** Records follows **
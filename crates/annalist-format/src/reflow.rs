//! Message reflow: dedent, paragraph re-merge, and word wrapping.

/// Returns the leading whitespace of a line.
fn leading_whitespace(line: &str) -> &str {
    let trimmed = line.trim_start();
    &line[..line.len() - trimmed.len()]
}

/// Returns the longest prefix shared by both strings.
fn common_prefix<'a>(a: &'a str, b: &str) -> &'a str {
    let mut end = 0;
    for (ca, cb) in a.chars().zip(b.chars()) {
        if ca != cb {
            break;
        }
        end += ca.len_utf8();
    }
    &a[..end]
}

/// Strips the longest common leading-whitespace prefix shared by every
/// line that contains non-whitespace content.
pub(crate) fn dedent(text: &str) -> String {
    let margin = text
        .lines()
        .filter(|line| !line.trim().is_empty())
        .map(leading_whitespace)
        .reduce(common_prefix)
        .unwrap_or_default();

    if margin.is_empty() {
        return text.to_string();
    }

    text.lines()
        .map(|line| line.strip_prefix(margin).unwrap_or(line))
        .collect::<Vec<_>>()
        .join("\n")
}

/// Re-merges logical paragraphs out of hard-wrapped source lines.
///
/// A line that starts with whitespace (or the very first line) begins a
/// new logical line; any other line is space-joined onto the previous
/// one. Intentionally indented blocks, bullet lists for instance, keep
/// their own lines.
pub(crate) fn merge_continuations(text: &str) -> Vec<String> {
    let mut merged: Vec<String> = Vec::new();
    for line in text.lines() {
        let starts_with_whitespace = line.chars().next().is_some_and(char::is_whitespace);
        match merged.last_mut() {
            Some(last) if !starts_with_whitespace => {
                last.push(' ');
                last.push_str(line);
            }
            _ => merged.push(line.to_string()),
        }
    }
    merged
}

/// Greedy word wrap to `width` columns.
///
/// The line's leading whitespace is kept on the first physical line only
/// and counts toward the width. A single word longer than the whole
/// width is broken at the width boundary, so no returned line ever
/// exceeds it. Whitespace-only input yields no lines at all.
pub(crate) fn wrap(text: &str, width: usize) -> Vec<String> {
    let indent = leading_whitespace(text);
    let mut lines: Vec<String> = Vec::new();
    let mut current = String::from(indent);
    let mut current_has_word = false;

    for word in text.split_whitespace() {
        let mut rest = word;
        loop {
            let candidate = current.chars().count()
                + usize::from(current_has_word)
                + rest.chars().count();
            if candidate <= width {
                if current_has_word {
                    current.push(' ');
                }
                current.push_str(rest);
                current_has_word = true;
                break;
            }
            if current_has_word {
                lines.push(std::mem::take(&mut current));
                current_has_word = false;
                continue;
            }
            if !current.is_empty() {
                // The indent alone leaves no room for the word;
                // continuation lines carry no indent at all.
                current.clear();
                continue;
            }
            // A single word wider than the whole line: hard break.
            let cut = rest
                .char_indices()
                .nth(width)
                .map_or(rest.len(), |(index, _)| index);
            lines.push(rest[..cut].to_string());
            rest = &rest[cut..];
        }
    }

    if current_has_word {
        lines.push(current);
    }
    lines
}

#[cfg(test)]
mod tests {
    use super::*;

    #[test]
    fn test_dedent_uniform_indent() {
        assert_eq!(dedent("    one\n    two"), "one\ntwo");
    }

    #[test]
    fn test_dedent_mixed_depths_strip_common_part() {
        assert_eq!(dedent("    one\n      two"), "one\n  two");
    }

    #[test]
    fn test_dedent_no_common_prefix() {
        assert_eq!(dedent("one\n    two"), "one\n    two");
    }

    #[test]
    fn test_dedent_ignores_whitespace_only_lines_for_margin() {
        assert_eq!(dedent("    one\n  \n    two"), "one\n  \ntwo");
    }

    #[test]
    fn test_dedent_tabs_and_spaces_share_no_prefix() {
        assert_eq!(dedent("\tone\n    two"), "\tone\n    two");
    }

    #[test]
    fn test_dedent_empty() {
        assert_eq!(dedent(""), "");
    }

    #[test]
    fn test_merge_joins_plain_continuations() {
        let merged = merge_continuations("one\ntwo\nthree");
        assert_eq!(merged, vec!["one two three"]);
    }

    #[test]
    fn test_merge_keeps_indented_lines_separate() {
        let merged = merge_continuations("Fix:\n  - item one\n  - item two");
        assert_eq!(merged, vec!["Fix:", "  - item one", "  - item two"]);
    }

    #[test]
    fn test_merge_first_line_always_starts() {
        let merged = merge_continuations("plain first\nmerged in");
        assert_eq!(merged, vec!["plain first merged in"]);
    }

    #[test]
    fn test_wrap_short_line_untouched() {
        assert_eq!(wrap("short line", 70), vec!["short line"]);
    }

    #[test]
    fn test_wrap_exact_width_kept_on_one_line() {
        let text = "aaaa bbbb cccc";
        assert_eq!(text.len(), 14);
        assert_eq!(wrap(text, 14), vec!["aaaa bbbb cccc"]);
        assert_eq!(wrap(text, 13), vec!["aaaa bbbb", "cccc"]);
    }

    #[test]
    fn test_wrap_greedy_fill() {
        assert_eq!(wrap("one two three four", 9), vec!["one two", "three", "four"]);
    }

    #[test]
    fn test_wrap_never_exceeds_width() {
        let text = "lorem ipsum dolor sit amet consectetur adipiscing elit sed do \
                    eiusmod tempor incididunt ut labore et dolore magna aliqua";
        for line in wrap(text, 70) {
            assert!(line.chars().count() <= 70, "line too long: {line:?}");
        }
    }

    #[test]
    fn test_wrap_keeps_indent_on_first_line_only() {
        let wrapped = wrap("  - a bullet item that is long enough to spill over", 20);
        assert_eq!(wrapped[0], "  - a bullet item");
        assert!(wrapped[1..].iter().all(|line| !line.starts_with(' ')));
    }

    #[test]
    fn test_wrap_indent_counts_toward_width() {
        assert_eq!(wrap("  abc def", 8), vec!["  abc", "def"]);
    }

    #[test]
    fn test_wrap_breaks_overlong_word() {
        assert_eq!(wrap("abcdefghij", 4), vec!["abcd", "efgh", "ij"]);
    }

    #[test]
    fn test_wrap_overlong_word_after_short_word() {
        assert_eq!(wrap("ok abcdefghij", 4), vec!["ok", "abcd", "efgh", "ij"]);
    }

    #[test]
    fn test_wrap_whitespace_only_yields_nothing() {
        assert!(wrap("   ", 70).is_empty());
        assert!(wrap("", 70).is_empty());
    }

    #[test]
    fn test_wrap_collapses_internal_runs_of_whitespace() {
        assert_eq!(wrap("one   two", 70), vec!["one two"]);
    }
}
** End of Records **
Directions: In the listing above, find the lines holding the word "reflow" and copy them.

Task response:
filename crates/annalist-format/src/reflow.rs
//! Message reflow: dedent, paragraph re-merge, and word wrapping.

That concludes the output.